Así comenzó la labor política que lo obligaría a autoexiliarse en México, a donde llegó con su primer libro publicado y una tajada en el cráneo propinada por los cuerpos de represión, visitó la casa de Alfonso Reyes, a quien unos meses atrás había enviado una copia de su único poemario escrito hasta entonces.

El intelectual mexicano, recordó el INBAL, respondió a Otto-Raúl con una de sus elegantes tarjetas personales y una felicitación de tres palabras. Otto-Raúl González salió de esa casa con una carta dirigida al rector de la UNAM, que le hizo acreedor a una beca para seguir sus estudios.

Fiel a su pasión por las palabras y su interés poético, estudió a la par que Derecho, Letras Hispánicas en la Facultad de Filosofía y Letras de la UNAM, donde conoció a sus primeros amigos mexicanos: Rosario Castellanos, Dolores Castro y Jaime Sabines.

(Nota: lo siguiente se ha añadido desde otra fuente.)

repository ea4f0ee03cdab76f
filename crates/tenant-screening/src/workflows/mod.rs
pub mod screening;
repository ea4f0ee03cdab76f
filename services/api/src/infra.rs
use metrics_exporter_prometheus::PrometheusHandle;
use std::collections::HashMap;
use std::sync::atomic::AtomicBool;
use std::sync::{Arc, Mutex, MutexGuard};
use tenant_screening::workflows::screening::{
    ApplicationId, ApplicationStatus, Orchestrator, RepositoryError, ScreeningRecord,
    ScreeningRepository,
};

#[derive(Clone)]
pub(crate) struct AppState {
    pub(crate) readiness: Arc<AtomicBool>,
    pub(crate) metrics: Arc<PrometheusHandle>,
    pub(crate) orchestrator: Arc<Orchestrator>,
}

#[derive(Default, Clone)]
pub(crate) struct InMemoryScreeningRepository {
    records: Arc<Mutex<HashMap<ApplicationId, ScreeningRecord>>>,
}

impl InMemoryScreeningRepository {
    fn records(
        &self,
    ) -> Result<MutexGuard<'_, HashMap<ApplicationId, ScreeningRecord>>, RepositoryError> {
        self.records
            .lock()
            .map_err(|_| RepositoryError::Unavailable("repository mutex poisoned".to_string()))
    }

    pub(crate) fn all(&self) -> Result<Vec<ScreeningRecord>, RepositoryError> {
        let mut records: Vec<ScreeningRecord> = self.records()?.values().cloned().collect();
        records.sort_by(|a, b| a.application_id.cmp(&b.application_id));
        Ok(records)
    }
}

impl ScreeningRepository for InMemoryScreeningRepository {
    fn insert(&self, record: ScreeningRecord) -> Result<ScreeningRecord, RepositoryError> {
        let mut guard = self.records()?;
        if guard.contains_key(&record.application_id) {
            return Err(RepositoryError::Conflict);
        }
        guard.insert(record.application_id.clone(), record.clone());
        Ok(record)
    }

    fn update(&self, record: ScreeningRecord) -> Result<(), RepositoryError> {
        let mut guard = self.records()?;
        if guard.contains_key(&record.application_id) {
            guard.insert(record.application_id.clone(), record);
            Ok(())
        } else {
            Err(RepositoryError::NotFound)
        }
    }

    fn fetch(&self, id: &ApplicationId) -> Result<Option<ScreeningRecord>, RepositoryError> {
        Ok(self.records()?.get(id).cloned())
    }

    fn claim(&self, id: &ApplicationId) -> Result<ScreeningRecord, RepositoryError> {
        let mut guard = self.records()?;
        let record = guard.get_mut(id).ok_or(RepositoryError::NotFound)?;
        if !record.status.is_screenable() {
            return Err(RepositoryError::NotClaimable(record.status));
        }
        record.status = ApplicationStatus::Processing;
        Ok(record.clone())
    }

    fn pending(&self, limit: usize) -> Result<Vec<ScreeningRecord>, RepositoryError> {
        let mut pending: Vec<ScreeningRecord> = self
            .records()?
            .values()
            .filter(|record| record.status == ApplicationStatus::Pending)
            .cloned()
            .collect();
        pending.sort_by(|a, b| {
            a.submitted_at
                .cmp(&b.submitted_at)
                .then_with(|| a.application_id.cmp(&b.application_id))
        });
        pending.truncate(limit);
        Ok(pending)
    }
}
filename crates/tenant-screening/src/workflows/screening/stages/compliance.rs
use async_trait::async_trait;
use serde::{Deserialize, Serialize};

use crate::workflows::screening::context::StageInput;
use crate::workflows::screening::payload::StagePayload;
use crate::workflows::screening::stage::{Stage, StageError};

use super::decision::{DecisionOutcome, ScreeningDecision};
use super::{decision_of, DECISION};

/// Fair Housing Act protected classes and common stand-ins. Matched as word
/// prefixes.
const PROTECTED_TERMS: [&str; 10] = [
    "race",
    "color",
    "religion",
    "national origin",
    "sex",
    "familial status",
    "disability",
    "children",
    "pregnan",
    "handicap",
];

#[derive(Debug, Clone, Copy, PartialEq, Eq, Hash, Serialize, Deserialize)]
#[serde(rename_all = "SCREAMING_SNAKE_CASE")]
pub enum ComplianceStatus {
    Compliant,
    NeedsReview,
    Violation,
}

impl ComplianceStatus {
    pub const fn label(self) -> &'static str {
        match self {
            ComplianceStatus::Compliant => "compliant",
            ComplianceStatus::NeedsReview => "needs review",
            ComplianceStatus::Violation => "violation",
        }
    }
}

#[derive(Debug, Clone, PartialEq, Eq, Serialize, Deserialize)]
pub struct ComplianceReview {
    pub status: ComplianceStatus,
    pub fcra_compliant: bool,
    pub fair_housing_compliant: bool,
    pub adverse_action_required: bool,
    pub violations: Vec<String>,
    pub required_actions: Vec<String>,
}

/// FCRA adverse-action and Fair Housing review of the decision.
#[derive(Debug, Clone, Copy, Default)]
pub struct ComplianceStage;

impl ComplianceStage {
    pub fn review(decision: &DecisionOutcome) -> ComplianceReview {
        let mut violations = Vec::new();
        let mut required_actions = Vec::new();
        let adverse_action_required = decision.decision.is_adverse();

        let fcra_compliant = !adverse_action_required || !decision.key_factors.is_empty();
        if !fcra_compliant {
            violations.push("adverse action taken without disclosed principal reasons".to_string());
        }

        if adverse_action_required {
            required_actions.push("Send adverse action notice within 3 business days".to_string());
            if decision.credit_score.is_some() {
                required_actions.push(
                    "Disclose consumer reporting agency contact details and the right to a free report"
                        .to_string(),
                );
            }
        }

        let stated = decision
            .key_factors
            .iter()
            .chain(decision.conditions.iter())
            .chain(std::iter::once(&decision.reasoning))
            .map(|text| words(text))
            .collect::<Vec<_>>();
        let protected: Vec<&str> = PROTECTED_TERMS
            .iter()
            .copied()
            .filter(|term| {
                let needle = format!(" {term}");
                stated.iter().any(|text| text.contains(&needle))
            })
            .collect();
        let fair_housing_compliant = protected.is_empty();
        if !fair_housing_compliant {
            violations.push(format!(
                "decision references protected characteristics: {}",
                protected.join(", ")
            ));
        }

        let status = if !violations.is_empty() {
            ComplianceStatus::Violation
        } else if decision.decision == ScreeningDecision::ManualReview {
            required_actions.push("Complete manual review before notifying the applicant".to_string());
            ComplianceStatus::NeedsReview
        } else {
            ComplianceStatus::Compliant
        };

        ComplianceReview {
            status,
            fcra_compliant,
            fair_housing_compliant,
            adverse_action_required,
            violations,
            required_actions,
        }
    }
}

/// Lowercased text with punctuation collapsed to spaces and a leading space,
/// so terms only match at the start of a word.
pub(crate) fn words(text: &str) -> String {
    let mut normalized = String::with_capacity(text.len() + 1);
    normalized.push(' ');
    for c in text.chars() {
        if c.is_alphanumeric() {
            normalized.extend(c.to_lowercase());
        } else {
            normalized.push(' ');
        }
    }
    normalized
}

#[async_trait]
impl Stage for ComplianceStage {
    async fn execute(&self, input: &StageInput) -> Result<StagePayload, StageError> {
        let decision =
            decision_of(input).ok_or_else(|| StageError::MissingDependency(DECISION.to_string()))?;
        Ok(StagePayload::Compliance(Self::review(decision)))
    }
}
use chrono::{DateTime, Utc};
use serde::{Deserialize, Serialize};

use super::domain::{ApplicationId, ScreeningId, ScreeningStatus, ScreeningSubmission};
use super::report::FinalReport;
use super::stages::decision::ScreeningDecision;

/// Application-facing status derived from the screening outcome.
#[derive(Debug, Clone, Copy, PartialEq, Eq, Hash, Serialize, Deserialize)]
#[serde(rename_all = "snake_case")]
pub enum ApplicationStatus {
    Pending,
    Processing,
    Approved,
    Rejected,
    PendingReview,
    Failed,
}

impl ApplicationStatus {
    pub const fn label(self) -> &'static str {
        match self {
            ApplicationStatus::Pending => "pending",
            ApplicationStatus::Processing => "processing",
            ApplicationStatus::Approved => "approved",
            ApplicationStatus::Rejected => "rejected",
            ApplicationStatus::PendingReview => "pending_review",
            ApplicationStatus::Failed => "failed",
        }
    }

    pub fn from_report(report: &FinalReport) -> Self {
        if report.status == ScreeningStatus::Failed {
            return ApplicationStatus::Failed;
        }
        match report.decision().map(|outcome| outcome.decision) {
            Some(ScreeningDecision::Approve | ScreeningDecision::ConditionalApprove) => {
                ApplicationStatus::Approved
            }
            Some(ScreeningDecision::Deny) => ApplicationStatus::Rejected,
            Some(ScreeningDecision::ManualReview) | None => ApplicationStatus::PendingReview,
        }
    }

    /// Statuses from which a new screening may be started.
    pub const fn is_screenable(self) -> bool {
        matches!(self, ApplicationStatus::Pending | ApplicationStatus::Failed)
    }
}

/// Repository record pairing a submission with its latest screening.
#[derive(Debug, Clone, Serialize)]
pub struct ScreeningRecord {
    pub application_id: ApplicationId,
    pub submission: ScreeningSubmission,
    pub status: ApplicationStatus,
    pub submitted_at: DateTime<Utc>,
    pub report: Option<FinalReport>,
}

impl ScreeningRecord {
    pub fn decision_rationale(&self) -> String {
        match &self.report {
            Some(report) => match report.decision() {
                Some(outcome) => outcome.summary(),
                None => format!(
                    "screening {} without a decision",
                    report.status.label()
                ),
            },
            None => "pending screening".to_string(),
        }
    }

    pub fn status_view(&self) -> ScreeningStatusView {
        ScreeningStatusView {
            application_id: self.application_id.clone(),
            status: self.status.label(),
            decision_rationale: self.decision_rationale(),
            screening_id: self.report.as_ref().map(|report| report.screening_id.clone()),
            risk_score: self
                .report
                .as_ref()
                .and_then(FinalReport::decision)
                .and_then(|outcome| outcome.risk_score),
            failed_stages: self
                .report
                .as_ref()
                .map(|report| report.failed_stages.clone())
                .unwrap_or_default(),
        }
    }
}

/// Storage abstraction so the service module can be exercised in isolation.
pub trait ScreeningRepository: Send + Sync {
    fn insert(&self, record: ScreeningRecord) -> Result<ScreeningRecord, RepositoryError>;
    fn update(&self, record: ScreeningRecord) -> Result<(), RepositoryError>;
    fn fetch(&self, id: &ApplicationId) -> Result<Option<ScreeningRecord>, RepositoryError>;
    /// Atomically move a screenable record (see
    /// [`ApplicationStatus::is_screenable`]) to Processing and return it.
    /// Fails with [`RepositoryError::NotClaimable`] when the record is in any
    /// other status.
    fn claim(&self, id: &ApplicationId) -> Result<ScreeningRecord, RepositoryError>;
    /// Records awaiting screening, oldest first.
    fn pending(&self, limit: usize) -> Result<Vec<ScreeningRecord>, RepositoryError>;
}

/// Error enumeration for repository failures.
#[derive(Debug, thiserror::Error)]
pub enum RepositoryError {
    #[error("record already exists")]
    Conflict,
    #[error("record not found")]
    NotFound,
    #[error("record is {} and cannot be claimed", .0.label())]
    NotClaimable(ApplicationStatus),
    #[error("repository unavailable: {0}")]
    Unavailable(String),
}

/// Sanitized representation of an application's exposed status.
#[derive(Debug, Clone, Serialize)]
pub struct ScreeningStatusView {
    pub application_id: ApplicationId,
    pub status: &'static str,
    pub decision_rationale: String,
    #[serde(skip_serializing_if = "Option::is_none")]
    pub screening_id: Option<ScreeningId>,
    #[serde(skip_serializing_if = "Option::is_none")]
    pub risk_score: Option<u16>,
    #[serde(skip_serializing_if = "Vec::is_empty")]
    pub failed_stages: Vec<String>,
}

Después, cuando el dictador en turno de Guatemala fue derrocado, volvió ahí para continuar en su labor política desde su profesión de abogado.

Participó activamente en la Reforma Agraria de su país y unos meses después fue nombrado embajador de Guatemala en Francia, cargo que rechazó por preferir realizar labor diplomática en México, donde se quedaría a radicar para siempre.

Más que en una sola obra, la importancia del trabajo de Otto-Raúl González radica en la médula de su creación, que mezcla una profunda sensibilidad por el mundo y sus avatares, con la brevedad, la ironía y los juegos de palabras, explica el comunicado del INBAL.

Sus temas predilectos, dice, eran la naturaleza, la fantasía y la observación aguda de la vida cotidiana. Sus poemas, a veces angustiosos, a veces épicos, otras con el humor propio de los países centroamericanos, apuestan por representar lo popular en el oficio poético.

Otto-Raúl González rechazaba la idea de la poesía pura, donde la creación artística se aleja de los problemas inmediatos del hombre para preocuparse por la estética de la creación misma. Para él, "la poesía, como la política, son de todos los hombres".

La labor del poeta en el mundo, solía decir, es la de "existir mientras haya hambre, injusticia, represión, humillación, explotación_y para cantar también a las alegrías de la vida".

Ejemplo de sus textos celebratorios, fue "Diez colores nuevos", uno de sus libros más conocidos y que ha sido reeditado 35 veces en distintos formatos y tirajes.

En él, el poeta inventa 10 tonos con que se iluminan algunos sentimientos de los hombres, a los que describe en unos cuantos versos.

Algunos títulos del poeta son "Para quienes gustan oír caer la lluvia en el tejado", "Colibrí y conejo", "El conejo de las orejas en reposo", "Concierto para metralleta" (Cantigas para el Che Guevara), "Diamante negro", "Versos droláticos" y "El tempo de los jaguares", entre muchos más.